Rajiv Joseph is an American playwright and screenwriter known for his thought-provoking and emotionally charged works. Born in Cleveland, Ohio in 1974, Joseph is a graduate of Cleveland Heights High, received his Bachelor’s Degree in Creative Writing from Miami University in Oxford, Ohio, and his MFA from NYU’s Tisch School for the Arts. He served for three years in the Peace Corps in Senegal, West Africa. His play Bengal Tiger at the Baghdad Zoo was a 2010 Pulitzer Prize finalist for Drama and he has twice won the Obie Award for Best New American Play.
Joseph’s 2022 play King James was originally drafted as a single scene. It was later turned into a four-“quarter” story — mirroring the four quarters of a basketball game with halftime between the second and third — following basketball great LeBron James’ career and two Cavaliers superfans over twelve years.

In a 2024 interview with San Fransisco public radio station KQED, James said “I realized I needed to have a play that spanned the length of time, because part of LeBron’s appeal and his legacy is his longevity, and part of the story is how the emotions towards him ebbed and flowed over time because of different fortunes.”
King James is inspired, in part, by his own adolescence, growing up in Cleveland Heights. He attended the same high school as the play’s character Matt, and spent his youth playing, watching, and arguing about basketball. He says “Team sports, especially of the kind associated with regions and cities, are about a great deal more than simply watching one’s favorite athletes in action. There’s so much of one’s identity, one’s upbringing, one’s family and friends that’s connected to the performance of a team… that sense of it, the sense of belonging somewhere. All those factors are kind of what inspired the play somewhere for me.”

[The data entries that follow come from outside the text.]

//! Time abstractions for testability.
//!
//! This module provides a [`Clock`] trait that supplies the default
//! `eventTime` of new events, and a [`Sleeper`] trait that drives retry
//! delays. Tests inject fixed clocks and instant sleepers; production code
//! uses [`SystemClock`] and [`TokioSleeper`].

use std::time::{Duration, SystemTime};

use chrono::{DateTime, FixedOffset, SecondsFormat, Utc};

/// Abstraction over system time for testability.
///
/// # Example
///
/// ```
/// use predictionio::time::{Clock, SystemClock};
///
/// let clock = SystemClock;
/// let now = clock.now();
/// assert!(now >= std::time::SystemTime::UNIX_EPOCH);
/// ```
pub trait Clock: Send + Sync {
    /// Returns the current time.
    fn now(&self) -> SystemTime;
}

/// Production clock using actual system time.
#[derive(Debug, Clone, Copy, Default)]
pub struct SystemClock;

impl Clock for SystemClock {
    fn now(&self) -> SystemTime {
        SystemTime::now()
    }
}

/// A clock frozen at a single instant.
///
/// Useful for reproducible event bodies (tests, golden files).
#[derive(Debug, Clone, Copy)]
pub struct FixedClock(pub SystemTime);

impl Clock for FixedClock {
    fn now(&self) -> SystemTime {
        self.0
    }
}

/// Abstraction over async sleeping, used between retry attempts.
pub trait Sleeper: Send + Sync {
    /// Sleeps for the given duration.
    fn sleep(&self, duration: Duration) -> impl std::future::Future<Output = ()> + Send;
}

/// Production sleeper backed by [`tokio::time::sleep`].
#[derive(Debug, Clone, Copy, Default)]
pub struct TokioSleeper;

impl Sleeper for TokioSleeper {
    async fn sleep(&self, duration: Duration) {
        tokio::time::sleep(duration).await;
    }
}

/// Sleeper that returns immediately.
///
/// Intended for tests so retry loops run without wall-clock delays.
#[derive(Debug, Clone, Copy, Default)]
pub struct InstantSleeper;

impl Sleeper for InstantSleeper {
    async fn sleep(&self, _duration: Duration) {}
}

/// Formats an instant as an RFC 3339 `eventTime` value.
///
/// Millisecond precision, UTC, `Z` suffix: `2014-09-09T16:17:42.937Z`.
#[must_use]
pub fn format_event_time(time: SystemTime) -> String {
    DateTime::<Utc>::from(time).to_rfc3339_opts(SecondsFormat::Millis, true)
}

/// Formats an explicit timestamp, keeping its UTC offset.
#[must_use]
pub fn format_timestamp(time: &DateTime<FixedOffset>) -> String {
    time.to_rfc3339_opts(SecondsFormat::Millis, true)
}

Joseph found this sense of belonging as a Cavaliers fan, cheering for LeBron James even as he developed a now decades old friendship with Glenn Davis who was from Chicago and a Michael Jordan fan. Davis is now artistic director of Steppenwolf Theatre Company in Chicago and starred as Shawn in the Off-Broadway production of King James.

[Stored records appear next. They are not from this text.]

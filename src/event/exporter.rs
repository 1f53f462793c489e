//! Batch export of events to a JSON-lines file.

use std::fs::{self, File};
use std::io::{BufWriter, Write};
use std::path::{Path, PathBuf};
use std::sync::Arc;

use crate::error::Error;
use crate::time::{Clock, SystemClock};

use super::EventOptions;
use super::body::{EventBody, ITEM_ENTITY, SET_EVENT, UNSET_EVENT, USER_ENTITY, targeting_item};

/// Writes events to a file, one JSON object per line, for bulk import.
///
/// Lines have the same shape as the bodies [`EventClient`](crate::EventClient)
/// posts. Events are buffered; call [`close`](Self::close) to flush and
/// observe write errors.
///
/// # Example
///
/// ```no_run
/// use predictionio::{EventOptions, FileExporter};
///
/// # fn example() -> Result<(), predictionio::Error> {
/// let mut exporter = FileExporter::create("events.json")?;
/// exporter.set_user("u1", &EventOptions::new().with_property("age", 28))?;
/// exporter.record_user_action_on_item("buy", "u1", "i1", &EventOptions::new())?;
/// exporter.close()?;
/// # Ok(())
/// # }
/// ```
pub struct FileExporter {
    path: PathBuf,
    writer: BufWriter<File>,
    clock: Arc<dyn Clock>,
    written: usize,
}

impl std::fmt::Debug for FileExporter {
    fn fmt(&self, f: &mut std::fmt::Formatter<'_>) -> std::fmt::Result {
        f.debug_struct("FileExporter")
            .field("path", &self.path)
            .field("written", &self.written)
            .finish_non_exhaustive()
    }
}

impl FileExporter {
    /// Creates (or truncates) the export file, creating parent directories.
    ///
    /// # Errors
    ///
    /// Returns [`Error::Io`] if the file cannot be created.
    pub fn create(path: impl Into<PathBuf>) -> Result<Self, Error> {
        let path = path.into();

        if let Some(parent) = path.parent() {
            if !parent.as_os_str().is_empty() {
                fs::create_dir_all(parent)?;
            }
        }

        let file = File::create(&path)?;
        tracing::debug!(path = %path.display(), "Opened export file");

        Ok(Self {
            path,
            writer: BufWriter::new(file),
            clock: Arc::new(SystemClock),
            written: 0,
        })
    }

    /// Replaces the clock that stamps events without an explicit time.
    #[must_use]
    pub fn with_clock(mut self, clock: impl Clock + 'static) -> Self {
        self.clock = Arc::new(clock);
        self
    }

    /// The file being written.
    #[must_use]
    pub fn path(&self) -> &Path {
        &self.path
    }

    /// Number of events written so far.
    #[must_use]
    pub const fn events_written(&self) -> usize {
        self.written
    }

    /// Appends one event.
    ///
    /// # Errors
    ///
    /// - [`Error::InvalidArgument`] for an invalid `$unset` event
    /// - [`Error::Io`] if writing fails
    pub fn create_event(
        &mut self,
        event: &str,
        entity_type: &str,
        entity_id: &str,
        options: &EventOptions,
    ) -> Result<(), Error> {
        let body = EventBody::new(event, entity_type, entity_id, options, self.clock.as_ref())?;
        let line = body.to_json()?;

        self.writer.write_all(line.as_bytes())?;
        self.writer.write_all(b"\n")?;
        self.written += 1;
        Ok(())
    }

    /// Writes a `$set` event for a user.
    ///
    /// # Errors
    ///
    /// Same as [`create_event`](Self::create_event).
    pub fn set_user(&mut self, uid: &str, options: &EventOptions) -> Result<(), Error> {
        self.create_event(SET_EVENT, USER_ENTITY, uid, options)
    }

    /// Writes a `$unset` event for a user.
    ///
    /// # Errors
    ///
    /// Same as [`create_event`](Self::create_event).
    pub fn unset_user(&mut self, uid: &str, options: &EventOptions) -> Result<(), Error> {
        self.create_event(UNSET_EVENT, USER_ENTITY, uid, options)
    }

    /// Writes a `$set` event for an item.
    ///
    /// # Errors
    ///
    /// Same as [`create_event`](Self::create_event).
    pub fn set_item(&mut self, iid: &str, options: &EventOptions) -> Result<(), Error> {
        self.create_event(SET_EVENT, ITEM_ENTITY, iid, options)
    }

    /// Writes a `$unset` event for an item.
    ///
    /// # Errors
    ///
    /// Same as [`create_event`](Self::create_event).
    pub fn unset_item(&mut self, iid: &str, options: &EventOptions) -> Result<(), Error> {
        self.create_event(UNSET_EVENT, ITEM_ENTITY, iid, options)
    }

    /// Writes a user event targeting item `iid`.
    ///
    /// # Errors
    ///
    /// Same as [`create_event`](Self::create_event).
    pub fn record_user_action_on_item(
        &mut self,
        action: &str,
        uid: &str,
        iid: &str,
        options: &EventOptions,
    ) -> Result<(), Error> {
        self.create_event(action, USER_ENTITY, uid, &targeting_item(options, iid))
    }

    /// Flushes buffered events and closes the file.
    ///
    /// # Errors
    ///
    /// Returns [`Error::Io`] if flushing fails.
    pub fn close(mut self) -> Result<(), Error> {
        self.writer.flush()?;
        tracing::debug!(path = %self.path.display(), events = self.written, "Closed export file");
        Ok(())
    }
}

As any sports lover knows, passion for a team can lead to intense emotional reactions about games and players. When LeBron James left the Cavaliers to play with the Miami Heat in 2010, Cleveland fans were shocked, betrayed, and didn’t hesitate to vocalize their grievances.
Rajiv Joseph’s personal passion for the dramatic relationship between the city of Cleveland and LeBron played a large part in the development of his script. Joseph says about James’ career, “You know, he’s from the region, he came here, we loved him, he left Cleveland, we hated him, he came back to Cleveland, we loved him…”

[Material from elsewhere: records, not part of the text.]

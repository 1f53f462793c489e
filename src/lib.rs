//! `PredictionIO` client library
//!
//! Records user and item events with an event server and queries deployed
//! engines for predictions. Every call can be made blocking or dispatched
//! in the background and resolved later through an [`AsyncResponse`].
//!
//! - [`EventClient`]: event creation, lookup and deletion
//! - [`EngineClient`]: engine queries and prediction feedback
//! - [`FileExporter`]: events written to a file for batch import
//! - [`transport`]: the retrying [`Connection`] underneath both clients

pub mod config;
pub mod engine;
pub mod error;
pub mod event;
pub mod time;
pub mod transport;

pub use engine::EngineClient;
pub use error::{Error, Result};
pub use event::{EventClient, EventOptions, EventQuery, FileExporter};
pub use transport::{AsyncResponse, Connection, Request, Response};

/// Default event server URL.
pub const DEFAULT_EVENT_URL: &str = "http://localhost:7070";

/// Default engine URL.
pub const DEFAULT_ENGINE_URL: &str = "http://localhost:8000";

King James also reflects current social dynamics in that its protagonists belong to different races and economic backgrounds, but, like so many American men, they use sports as a way to connect and to express otherwise repressed emotions. The play reflects that type of language and coded communication between its characters. “The story of King James is an American story, and a Cleveland story, and it deals with the racial dynamics between white and Black people in this country” it’s these aspects, Joseph says, that make King James a “decidedly American play.”